The Oklahoma City Thunder are Going to Singlehandedly Obliterate NBA Parity
February 4th, 2026

Say goodbye to the era of NBA parity. The Oklahoma City Thunder are about to kill it.
Seven different teams have won each of the past seven NBA titles. One cursory look through odds at the best NBA betting sites tells you the Association will not be getting an eighth straight non-repeat.
After hanging a banner for the 2024-25 campaign, Oklahoma City isn’t just heavily favored to win it all at the end of the 2025-26 campaign. It is comically, cosmically favored to be the first repeat champion since the Kevin Durant-era Golden State Warriors.
Yet, even as we say that, the Thunder may not be heavily favored enough. Most sportsbooks are still letting them pay out better than even money. That is absurd. It implies that the field has a chance. In reality, the field has no chance. Not this year.
And maybe not for the next few, either.
Oklahoma City is Built to Last
Juggernauts are not for everyone. Some fans appreciate variety in their championship-winners, a la the NFL with its Super Bowl champions. Then, of course, there are the fans who don’t want to watch an entire 82-game regular season if their team doesn’t have a puncher’s chance of dethroning the top squad.
Oklahoma City has the look and feel of an organization that is going to turn off those types of fair-weather fans. It has what would be a record-setting point differential, along with a realistic chance of breaking the NBA’s single-season 73-win mark, which was set by the 2015-16 Warriors.
But this is about more than just the 2025-26 season. It is about the future. The Thunder are built to dominate that, too.
In the Era of Aprons, no team’s reign is supposed to last very long. Roster-building restrictions are harder-line than ever as you get more expensive. And this says nothing of the luxury-tax penalties involved once your team crosses a certain threshold.
Even the most deep-pocketed organizations can’t stomach much time inside the dreaded second apron. The Los Angeles Clippers ran from it. Ditto for the Phoenix Suns. And the Boston Celtics.
The Thunder are different. They have the tools and resources to break the cycle of second-apron fears.
To be quite honest, if you have an ownership group willing to foot a luxury-tax bill, life in the second apron is a matter of stomaching roster-building restrictions. You can’t aggregate salaries in trades. Or take back more money than you send out. You can’t use the mini mid-level exception. If you spend enough time in the second apron, your draft picks seven years into the future get frozen out of trades and moved to the end of the first round.
This is incredibly problematic for teams that are not especially deep, young or stocked with other means of pipelining in cost-controlled prospects with higher upside. Oklahoma City doesn’t have this issue.
Not only do the Thunder have one of the seven youngest teams in the NBA, but they have the Association’s deepest rotation, bar none. More importantly, they have extra-draft picks galore. They will have no fewer than two first-round picks in every draft through at least 2029. So even if players price themselves out of town, they will have the means to develop younger players to replace them—the caliber of youngsters to whom no other contenders have access.

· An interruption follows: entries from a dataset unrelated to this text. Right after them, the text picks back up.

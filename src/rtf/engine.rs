//! Capabilities supplied by the embedding application.
//!
//! The layout core never rasterizes glyphs or touches pixels. It asks a
//! [`FontEngine`] to create fonts and measure text, and hands opaque glyph
//! runs to a [`Renderer`] along with a position and clip rectangle.

use super::types::{FontFamily, FontStyle};
use crate::common::{Color, Point, Rect};

/// Font engine interface version this crate is written against.
pub const FONT_ENGINE_VERSION: u32 = 1;

/// Parameters for realizing a font.
#[derive(Debug, Clone, Copy, PartialEq, Eq)]
pub struct FontRequest<'a> {
    /// Face name from the font table; empty when asking for a fallback
    pub name: &'a str,
    pub family: FontFamily,
    /// Windows character set number (`\fcharset`)
    pub charset: i32,
    /// Size in points
    pub size: i32,
    pub style: FontStyle,
}

/// Cumulative offsets for each character boundary of a text.
///
/// Both vectors hold one entry per character plus a final entry: the first
/// entry is 0 and the last is the total byte length (respectively total
/// pixel width). Values never decrease.
#[derive(Debug, Clone, PartialEq, Eq, Default)]
pub struct CharacterOffsets {
    pub bytes: Vec<usize>,
    pub pixels: Vec<i32>,
}

impl CharacterOffsets {
    /// Number of characters measured.
    #[inline]
    pub fn len(&self) -> usize {
        self.bytes.len().saturating_sub(1)
    }

    #[inline]
    pub fn is_empty(&self) -> bool {
        self.len() == 0
    }

    /// Total pixel width.
    #[inline]
    pub fn width(&self) -> i32 {
        self.pixels.last().copied().unwrap_or(0)
    }

    /// Whether these offsets describe `text`: matching lengths, both starting
    /// at 0, never decreasing, bytes on character boundaries and ending at
    /// `text.len()`.
    pub fn is_valid_for(&self, text: &str) -> bool {
        if self.bytes.len() != self.pixels.len()
            || self.bytes.first() != Some(&0)
            || self.pixels.first() != Some(&0)
            || self.bytes.last() != Some(&text.len())
        {
            return false;
        }
        self.bytes.windows(2).all(|pair| pair[0] <= pair[1])
            && self.pixels.windows(2).all(|pair| pair[0] <= pair[1])
            && self.bytes.iter().all(|&index| text.is_char_boundary(index))
    }
}

/// Creates, measures and renders fonts.
pub trait FontEngine {
    /// A realized font handle. Handles are resources: every handle returned
    /// by [`create_font`](FontEngine::create_font) is passed back to
    /// [`free_font`](FontEngine::free_font) exactly once.
    type Font;
    /// Renderable text produced by [`render_text`](FontEngine::render_text).
    type GlyphRun;

    /// Interface version implemented. Must equal [`FONT_ENGINE_VERSION`].
    fn version(&self) -> u32;

    /// Realize a font, or `None` if no matching font exists.
    fn create_font(&mut self, request: &FontRequest<'_>) -> Option<Self::Font>;

    /// Release a font created by this engine.
    fn free_font(&mut self, font: Self::Font);

    /// Line height in pixels.
    fn line_spacing(&self, font: &Self::Font) -> i32;

    /// Measure every character boundary of `text`.
    fn character_offsets(&self, font: &Self::Font, text: &str) -> CharacterOffsets;

    /// Render `text` for drawing. `None` skips the segment.
    fn render_text(&mut self, font: &Self::Font, text: &str, color: Color)
    -> Option<Self::GlyphRun>;
}

/// Draws glyph runs produced by a [`FontEngine`].
pub trait Renderer<G> {
    /// Area used when rendering without an explicit rectangle.
    fn viewport(&self) -> Rect;

    /// Draw `glyphs` with its top-left corner at `position`, clipped to `clip`.
    fn draw(&mut self, glyphs: &G, position: Point, clip: Rect);
}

We Could Be Witnessing the Early Stages of an NBA Dynasty
We do not say this lightly: The Thunder could be the NBA’s next dynasty. We aren’t talking about a truncated window of dominance, like the Warriors enjoyed. We are talking about sustained excellence, similar to the San Antonio Spurs between 1998 and 2019, only potentially longer, and with more championships won.
Sure, this might sound inflammatory. But the Thunder’s brand of dominance and cache of assets speak for themselves.
Short of the mothership calling Shail Gilgeous-Alexander home, Oklahoma City is built to navigate every short- and long-term obstacle thrown in its way for the foreseeable future. This squad shouldn’t have to even think about knifing into its championship core for at least three years. And once they do, they have the pieces to fill in, augment and even upgrade the rest of the roster.
Put another way: Arrivederci, NBA parity. We’ll catch you again, at some point, a long time from now, if and when the Thunder allow it.